- Directed by: Alfred L. Werker
- Written by: Richard Jessup
- Produced by: Philip A. Waxman
- Starring: Sal Mineo James Whitmore J. Carrol Naish
- Cinematography: Ernest Haller
- Edited by: Maurice Wright
- Music by: George Antheil
- Production company: Columbia Pictures
- Distributed by: Columbia Pictures
- Release date: July 26, 1957;
- Running time: 89 minutes
- Country: United States
- Language: English

= The Young Don't Cry =

1957 film by Alfred L. Werker

The Young Don't Cry is a 1957 American film noir crime film directed by Alfred L. Werker and starring Sal Mineo, James Whitmore and J. Carrol Naish.

==Plot==
An all-boys orphanage is not far from a prison camp near a swamp. Leslie Henderson, a teen boy, gets to know one of the convicts, Rudy Krist, who saved Les's life from a rattlesnake.

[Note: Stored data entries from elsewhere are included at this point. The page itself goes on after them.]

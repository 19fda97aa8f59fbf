//! Script runner behind the `tree-edit` binary.
//!
//! A script is a JSON array. Each entry is one of:
//! - an operation object, applied as its own transaction;
//! - an array of operation objects, applied as one transaction;
//! - `"undo"`, `"redo"` or `"clear"`, acting on the history.

use serde_json::Value;
use thiserror::Error;

use crate::codec::json::{from_json, ops_from_json};
use crate::editor::{Editor, EditorOptions};
use crate::op::EditError;

#[derive(Debug, Error)]
pub enum CliError {
    #[error("{0}")]
    Json(#[from] serde_json::Error),
    #[error("step {step}: {source}")]
    Edit { step: usize, source: EditError },
    #[error("{0}")]
    Script(String),
}

/// Run `script_json` against `doc_json` and return the resulting document,
/// pretty-printed.
pub fn run_script(doc_json: &str, script_json: &str) -> Result<String, CliError> {
    run_script_with_options(doc_json, script_json, EditorOptions::default())
}

pub fn run_script_with_options(
    doc_json: &str,
    script_json: &str,
    options: EditorOptions,
) -> Result<String, CliError> {
    let doc: Value = serde_json::from_str(doc_json)?;
    let script: Value = serde_json::from_str(script_json)?;
    let steps = script
        .as_array()
        .ok_or_else(|| CliError::Script("script must be a JSON array".into()))?;

    let mut editor = Editor::with_options(doc, options);
    for (step, entry) in steps.iter().enumerate() {
        run_step(&mut editor, entry).map_err(|source| CliError::Edit { step, source })?;
    }
    Ok(serde_json::to_string_pretty(editor.doc())?)
}

fn run_step(editor: &mut Editor, entry: &Value) -> Result<(), EditError> {
    match entry {
        Value::String(cmd) => match cmd.as_str() {
            "undo" => {
                if !editor.undo()? {
                    log::info!("undo: nothing to undo");
                }
            }
            "redo" => {
                if !editor.redo()? {
                    log::info!("redo: nothing to redo");
                }
            }
            "clear" => editor.clear_history(),
            other => return Err(EditError::InvalidOp(format!("unknown command `{other}`"))),
        },
        Value::Array(_) => editor.execute(ops_from_json(entry)?)?,
        Value::Object(_) => editor.execute(vec![from_json(entry)?])?,
        _ => {
            return Err(EditError::InvalidOp(
                "script entry must be an operation, an array of operations or a command".into(),
            ))
        }
    }
    Ok(())
}

#[cfg(test)]
mod tests {
    use super::*;
    use crate::history::HistoryOptions;

    fn run(doc: &str, script: &str) -> Value {
        let out = run_script(doc, script).unwrap();
        serde_json::from_str(&out).unwrap()
    }

    #[test]
    fn single_ops() {
        let v = run(
            r#"{"name":"A","items":[1,2,3]}"#,
            r#"[{"op":"set","address":"name","value":"B"},
                {"op":"splice","address":"items","start":0,"deleteCount":1}]"#,
        );
        assert_eq!(v, serde_json::json!({"name": "B", "items": [2, 3]}));
    }

    #[test]
    fn grouped_ops_undo_together() {
        let v = run(
            r#"{"a":1,"b":1}"#,
            r#"[[{"op":"set","address":"a","value":2},{"op":"set","address":"b","value":2}],"undo"]"#,
        );
        assert_eq!(v, serde_json::json!({"a": 1, "b": 1}));
    }

    #[test]
    fn undo_redo_and_clear() {
        let script = r#"[
            {"op":"set","address":"n","value":1},
            {"op":"set","address":"n","value":2},
            "undo", "undo", "redo",
            "clear", "undo"
        ]"#;
        assert_eq!(run(r#"{"n":0}"#, script), serde_json::json!({"n": 1}));
    }

    #[test]
    fn undo_on_empty_history_is_noop() {
        assert_eq!(run(r#"[1]"#, r#"["undo","redo"]"#), serde_json::json!([1]));
    }

    #[test]
    fn capacity_option() {
        let options = EditorOptions {
            history: HistoryOptions { capacity: 1 },
        };
        let script = r#"[
            {"op":"set","address":"n","value":1},
            {"op":"set","address":"n","value":2},
            "undo", "undo"
        ]"#;
        let out = run_script_with_options(r#"{"n":0}"#, script, options).unwrap();
        let v: Value = serde_json::from_str(&out).unwrap();
        assert_eq!(v, serde_json::json!({"n": 1}));
    }

    #[test]
    fn failing_step_reports_index() {
        let err = run_script(
            r#"{"a":1}"#,
            r#"[{"op":"set","address":"a","value":2},{"op":"set","address":"missing","value":0}]"#,
        )
        .unwrap_err();
        match err {
            CliError::Edit { step, source } => {
                assert_eq!(step, 1);
                assert!(matches!(source, EditError::AddressNotFound(_)));
            }
            other => panic!("unexpected error: {other}"),
        }
    }

    #[test]
    fn bad_input() {
        assert!(matches!(run_script("{", "[]"), Err(CliError::Json(_))));
        assert!(matches!(run_script("{}", "{}"), Err(CliError::Script(_))));
        assert!(matches!(run_script("{}", r#"["jump"]"#), Err(CliError::Edit { .. })));
        assert!(matches!(run_script("{}", "[42]"), Err(CliError::Edit { .. })));
    }
}
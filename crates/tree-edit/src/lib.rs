//! Structural edits on `serde_json::Value` trees with undo/redo.
//!
//! Every edit is built from two self-inverting primitives, `set` and
//! `splice`. Applying one returns the operation that undoes it, so a user
//! action made of several primitives can be recorded as a [`Transaction`]
//! and later undone or redone from a bounded [`History`].
//!
//! ```
//! use serde_json::json;
//! use tree_edit::Editor;
//!
//! let mut editor = Editor::new(json!({"name": "A", "items": [1, 2, 3, 4, 5]}));
//! editor.set("name", json!("B")).unwrap();
//! editor.splice("items", 1, 2, vec![]).unwrap();
//! assert_eq!(editor.doc(), &json!({"name": "B", "items": [1, 4, 5]}));
//!
//! editor.undo().unwrap();
//! editor.undo().unwrap();
//! assert_eq!(editor.doc(), &json!({"name": "A", "items": [1, 2, 3, 4, 5]}));
//! ```

pub mod cli;
pub mod codec;
pub mod editor;
pub mod history;
pub mod op;
pub mod transaction;

pub use editor::{Editor, EditorOptions};
pub use history::{History, HistoryOptions, DEFAULT_CAPACITY};
pub use op::{apply_op, apply_ops, apply_set, apply_splice, EditError, Op, SetOp, SpliceOp};
pub use transaction::{Transaction, TransactionBuilder};
pub use tree_edit_address::{resolve, resolve_mut, Address, AddressError, IntoAddress, Step};
//! Network-fault engine
//!
//! Impairment profiles are applied per network device with `tc` netem;
//! partitions are enforced with per-session iptables chains. The
//! orchestrator consumes the [`NetworkEngine`] trait; [`NetfilterEngine`]
//! is the shipped Linux implementation.

use std::collections::BTreeMap;
use std::process::{Command, Output};

use thiserror::Error;

use crate::config::NetworkOptions;
use crate::container::NetworkState;

#[derive(Error, Debug)]
pub enum NetError {
    /// The OS denied a privileged network operation
    #[error("permission denied: {0}")]
    PermissionDenied(String),

    #[error("{0}")]
    Command(String),
}

pub type NetResult<T> = std::result::Result<T, NetError>;

/// Identity of one container as the network engine sees it
#[derive(Debug, Clone)]
pub struct NetTarget {
    pub name: String,
    pub ip: Option<String>,
    pub device: Option<String>,
}

#[cfg_attr(test, mockall::automock)]
pub trait NetworkEngine {
    /// Find the host-side network device of a running container
    fn discover_device(&self, container_id: &str) -> NetResult<String>;
    /// Current fault profile on a device; Unknown when undeterminable
    fn network_state(&self, device: &str) -> NetworkState;
    fn flaky(&self, device: &str) -> NetResult<()>;
    fn slow(&self, device: &str) -> NetResult<()>;
    fn duplicate(&self, device: &str) -> NetResult<()>;
    /// Reset the device back to an unimpaired profile
    fn fast(&self, device: &str) -> NetResult<()>;
    /// Isolate the given groups from each other (full connectivity
    /// within each group is preserved)
    fn partition_containers(
        &self,
        session_id: &str,
        partitions: &[Vec<NetTarget>],
    ) -> NetResult<()>;
    /// Restore full connectivity for a session
    fn restore(&self, session_id: &str) -> NetResult<()>;
    /// IP address -> partition index, for display only
    fn ip_partition_map(&self, session_id: &str) -> NetResult<BTreeMap<String, usize>>;
}

/// Linux implementation over `tc`, `iptables` and sysfs
pub struct NetfilterEngine {
    options: NetworkOptions,
    docker_binary: String,
}

impl NetfilterEngine {
    pub fn new(options: NetworkOptions) -> Self {
        Self {
            options,
            docker_binary: "docker".to_string(),
        }
    }

    fn run(&self, program: &str, args: &[&str]) -> NetResult<Output> {
        tracing::debug!(%program, ?args, "running network command");
        let output = Command::new(program)
            .args(args)
            .output()
            .map_err(|e| NetError::Command(format!("failed to run {program}: {e}")))?;
        if output.status.success() {
            Ok(output)
        } else {
            let stderr = String::from_utf8_lossy(&output.stderr).trim().to_string();
            if stderr.to_lowercase().contains("permission denied")
                || stderr.to_lowercase().contains("operation not permitted")
            {
                Err(NetError::PermissionDenied(stderr))
            } else {
                Err(NetError::Command(format!("{program} failed: {stderr}")))
            }
        }
    }

    fn netem(&self, device: &str, profile: &str) -> NetResult<()> {
        let mut args = vec!["qdisc", "replace", "dev", device, "root", "netem"];
        args.extend(profile.split_whitespace());
        self.run("tc", &args).map(|_| ())
    }

    /// Remove every FORWARD jump into this session's chains, then flush
    /// and delete the chains themselves.
    fn clear_chains(&self, session_id: &str) -> NetResult<()> {
        let prefix = chain_prefix(session_id);

        let forward = self.run("iptables", &["-S", "FORWARD"])?;
        let forward_text = String::from_utf8_lossy(&forward.stdout);
        for rule in forward_rules_for_prefix(&forward_text, &prefix) {
            let mut args = vec!["-D", "FORWARD"];
            args.extend(rule.iter().map(String::as_str));
            self.run("iptables", &args)?;
        }

        let listing = self.run("iptables", &["-S"])?;
        let listing_text = String::from_utf8_lossy(&listing.stdout);
        for chain in chains_for_prefix(&listing_text, &prefix) {
            self.run("iptables", &["-F", &chain])?;
            self.run("iptables", &["-X", &chain])?;
        }
        Ok(())
    }
}

/// Per-session chain name prefix. iptables limits chain names to 28
/// characters, so long session ids are truncated.
fn chain_prefix(session_id: &str) -> String {
    let short: String = session_id.chars().take(14).collect();
    format!("barricade-{short}")
}

fn chain_name(session_id: &str, partition_index: usize) -> String {
    format!("{}-p{partition_index}", chain_prefix(session_id))
}

/// Chain names declared (`-N <chain>`) with the given prefix
fn chains_for_prefix(iptables_listing: &str, prefix: &str) -> Vec<String> {
    iptables_listing
        .lines()
        .filter_map(|line| line.strip_prefix("-N "))
        .map(str::trim)
        .filter(|chain| chain.starts_with(prefix))
        .map(String::from)
        .collect()
}

/// FORWARD rule bodies (without the leading `-A FORWARD`) that jump to
/// a chain with the given prefix, ready to be replayed as deletions
fn forward_rules_for_prefix(forward_listing: &str, prefix: &str) -> Vec<Vec<String>> {
    forward_listing
        .lines()
        .filter_map(|line| line.strip_prefix("-A FORWARD "))
        .filter(|rest| {
            rest.split_whitespace()
                .zip(rest.split_whitespace().skip(1))
                .any(|(flag, value)| flag == "-j" && value.starts_with(prefix))
        })
        .map(|rest| rest.split_whitespace().map(String::from).collect())
        .collect()
}

/// `ip -> partition index` recovered from the FORWARD jumps
fn partition_map_from_rules(forward_listing: &str, prefix: &str) -> BTreeMap<String, usize> {
    let mut map = BTreeMap::new();
    for rule in forward_rules_for_prefix(forward_listing, prefix) {
        let mut source = None;
        let mut index = None;
        let mut parts = rule.iter();
        while let Some(flag) = parts.next() {
            match flag.as_str() {
                "-s" => {
                    source = parts
                        .next()
                        .map(|value| value.trim_end_matches("/32").to_string());
                }
                "-j" => {
                    index = parts
                        .next()
                        .and_then(|chain| chain.rsplit_once("-p"))
                        .and_then(|(_, n)| n.parse::<usize>().ok());
                }
                _ => {}
            }
        }
        if let (Some(ip), Some(idx)) = (source, index) {
            map.insert(ip, idx);
        }
    }
    map
}

/// Read the fault profile back out of `tc qdisc show` output
fn parse_qdisc_state(qdisc_listing: &str) -> NetworkState {
    let netem_line = match qdisc_listing.lines().find(|l| l.contains("netem")) {
        Some(line) => line,
        None => return NetworkState::Normal,
    };
    if netem_line.contains(" loss") {
        NetworkState::Flaky
    } else if netem_line.contains(" delay") {
        NetworkState::Slow
    } else if netem_line.contains(" duplicate") {
        NetworkState::Duplicate
    } else {
        NetworkState::Normal
    }
}

impl NetworkEngine for NetfilterEngine {
    fn discover_device(&self, container_id: &str) -> NetResult<String> {
        // the container's eth0 iflink is the ifindex of the host-side
        // veth peer
        let output = self.run(
            &self.docker_binary,
            &[
                "exec",
                container_id,
                "cat",
                "/sys/class/net/eth0/iflink",
            ],
        )?;
        let iflink = String::from_utf8_lossy(&output.stdout).trim().to_string();

        let entries = std::fs::read_dir("/sys/class/net").map_err(|e| {
            if e.kind() == std::io::ErrorKind::PermissionDenied {
                NetError::PermissionDenied(format!("reading /sys/class/net: {e}"))
            } else {
                NetError::Command(format!("reading /sys/class/net: {e}"))
            }
        })?;
        for entry in entries.flatten() {
            let ifindex_path = entry.path().join("ifindex");
            if let Ok(ifindex) = std::fs::read_to_string(&ifindex_path) {
                if ifindex.trim() == iflink {
                    return Ok(entry.file_name().to_string_lossy().into_owned());
                }
            }
        }
        Err(NetError::Command(format!(
            "no host device with ifindex {iflink} for container {container_id}"
        )))
    }

    fn network_state(&self, device: &str) -> NetworkState {
        match self.run("tc", &["qdisc", "show", "dev", device]) {
            Ok(output) => parse_qdisc_state(&String::from_utf8_lossy(&output.stdout)),
            Err(_) => NetworkState::Unknown,
        }
    }

    fn flaky(&self, device: &str) -> NetResult<()> {
        let profile = format!("loss {}", self.options.flaky);
        self.netem(device, &profile)
    }

    fn slow(&self, device: &str) -> NetResult<()> {
        let profile = format!("delay {}", self.options.slow);
        self.netem(device, &profile)
    }

    fn duplicate(&self, device: &str) -> NetResult<()> {
        let profile = format!("duplicate {}", self.options.duplicate);
        self.netem(device, &profile)
    }

    fn fast(&self, device: &str) -> NetResult<()> {
        match self.run("tc", &["qdisc", "del", "dev", device, "root"]) {
            Ok(_) => Ok(()),
            // nothing was impaired in the first place
            Err(NetError::Command(msg)) if msg.contains("No such file or directory") => Ok(()),
            Err(e) => Err(e),
        }
    }

    fn partition_containers(
        &self,
        session_id: &str,
        partitions: &[Vec<NetTarget>],
    ) -> NetResult<()> {
        // start from a clean slate so repeated partitioning replaces,
        // not accumulates
        self.clear_chains(session_id)?;

        let partition_ips: Vec<Vec<&str>> = partitions
            .iter()
            .map(|p| {
                p.iter()
                    .filter_map(|target| target.ip.as_deref())
                    .collect()
            })
            .collect();

        for (index, members) in partition_ips.iter().enumerate() {
            let chain = chain_name(session_id, index + 1);
            self.run("iptables", &["-N", &chain])?;

            for (other_index, others) in partition_ips.iter().enumerate() {
                if other_index == index {
                    continue;
                }
                for &other_ip in others {
                    self.run("iptables", &["-A", &chain, "-d", other_ip, "-j", "DROP"])?;
                }
            }

            for &member_ip in members {
                self.run(
                    "iptables",
                    &["-I", "FORWARD", "-s", member_ip, "-j", &chain],
                )?;
            }
        }

        tracing::info!(session = session_id, partitions = partitions.len(), "network partitioned");
        Ok(())
    }

    fn restore(&self, session_id: &str) -> NetResult<()> {
        self.clear_chains(session_id)?;
        tracing::info!(session = session_id, "network restored");
        Ok(())
    }

    fn ip_partition_map(&self, session_id: &str) -> NetResult<BTreeMap<String, usize>> {
        let forward = self.run("iptables", &["-S", "FORWARD"])?;
        let text = String::from_utf8_lossy(&forward.stdout);
        Ok(partition_map_from_rules(&text, &chain_prefix(session_id)))
    }
}

#[cfg(test)]
mod tests {
    use super::*;

    #[test]
    fn test_chain_name_stays_within_iptables_limit() {
        let chain = chain_name("a-very-long-session-identifier", 12);
        assert!(chain.len() <= 28, "chain '{chain}' too long");
        assert!(chain.starts_with("barricade-"));
        assert!(chain.ends_with("-p12"));
    }

    #[test]
    fn test_chains_for_prefix() {
        let listing = "\
-N DOCKER
-N barricade-demo-p1
-N barricade-demo-p2
-N barricade-other-p1
";
        let chains = chains_for_prefix(listing, "barricade-demo");
        assert_eq!(
            chains,
            vec!["barricade-demo-p1".to_string(), "barricade-demo-p2".to_string()]
        );
    }

    #[test]
    fn test_forward_rules_for_prefix() {
        let listing = "\
-A FORWARD -j DOCKER
-A FORWARD -s 172.17.0.2/32 -j barricade-demo-p1
-A FORWARD -s 172.17.0.3/32 -j barricade-other-p1
";
        let rules = forward_rules_for_prefix(listing, "barricade-demo");
        assert_eq!(rules.len(), 1);
        assert_eq!(
            rules[0],
            vec!["-s", "172.17.0.2/32", "-j", "barricade-demo-p1"]
        );
    }

    #[test]
    fn test_partition_map_from_rules() {
        let listing = "\
-A FORWARD -s 172.17.0.2/32 -j barricade-demo-p1
-A FORWARD -s 172.17.0.3/32 -j barricade-demo-p2
-A FORWARD -s 172.17.0.4/32 -j barricade-demo-p2
";
        let map = partition_map_from_rules(listing, "barricade-demo");
        assert_eq!(map.get("172.17.0.2"), Some(&1));
        assert_eq!(map.get("172.17.0.3"), Some(&2));
        assert_eq!(map.get("172.17.0.4"), Some(&2));
    }

    #[test]
    fn test_parse_qdisc_states() {
        assert_eq!(
            parse_qdisc_state("qdisc noqueue 0: dev veth0 root refcnt 2"),
            NetworkState::Normal
        );
        assert_eq!(
            parse_qdisc_state("qdisc netem 8001: root refcnt 2 limit 1000 loss 30%"),
            NetworkState::Flaky
        );
        assert_eq!(
            parse_qdisc_state("qdisc netem 8001: root refcnt 2 limit 1000 delay 75ms 100ms"),
            NetworkState::Slow
        );
        assert_eq!(
            parse_qdisc_state("qdisc netem 8001: root refcnt 2 limit 1000 duplicate 5%"),
            NetworkState::Duplicate
        );
        assert_eq!(parse_qdisc_state(""), NetworkState::Normal);
    }
}
//! Session orchestrator
//!
//! Composes the container runtime, the network-fault engine and the
//! state gateway into the session lifecycle: create/destroy, status
//! reconciliation, start/stop/restart/kill, fault profiles and
//! partitioning. Every operation reloads persisted state before use;
//! nothing is cached across calls. All collaborator calls are blocking
//! and issued one at a time, in order; a failure aborts the remaining
//! iterations. Concurrent invocations against the same session must be
//! serialized by the caller.

use std::collections::BTreeMap;
use std::thread;
use std::time::Duration;

use rand::Rng;

use crate::config::{ContainerSpec, SessionConfig};
use crate::container::{ContainerStatus, ContainerView};
use crate::error::{Error, Result};
use crate::net::{NetError, NetTarget, NetworkEngine};
use crate::partition;
use crate::runtime::{ContainerRuntime, CreateSpec, RuntimeError};
use crate::state::{ContainerRecord, StateGateway, StateMap};

/// Grace period, in seconds, between a polite stop and a forced kill
pub const DEFAULT_KILL_TIMEOUT: u64 = 3;

/// Signal sent by `kill` when none is given
pub const DEFAULT_KILL_SIGNAL: &str = "SIGKILL";

/// Label attached to every container of a session
pub const SESSION_LABEL: &str = "barricade.id";

/// Runtime-visible name of a session container
pub fn runtime_container_name(session_id: &str, name: &str) -> String {
    format!("{session_id}_{name}")
}

pub struct Orchestrator<R, N, S> {
    session_id: String,
    config: SessionConfig,
    runtime: R,
    net: N,
    state: S,
}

Les stands up for a defenseless boy when bully Tom Bradley makes fun of a boat the boy made. Les is punished at the orphanage by a week of his summer vacation being taken away. Successful businessman Max Cole mocks boys like Les who look out for anybody but themselves. At the prison, Rudy and his inmate friend Doosy are treated inhumanely by a brutal warden, Plug.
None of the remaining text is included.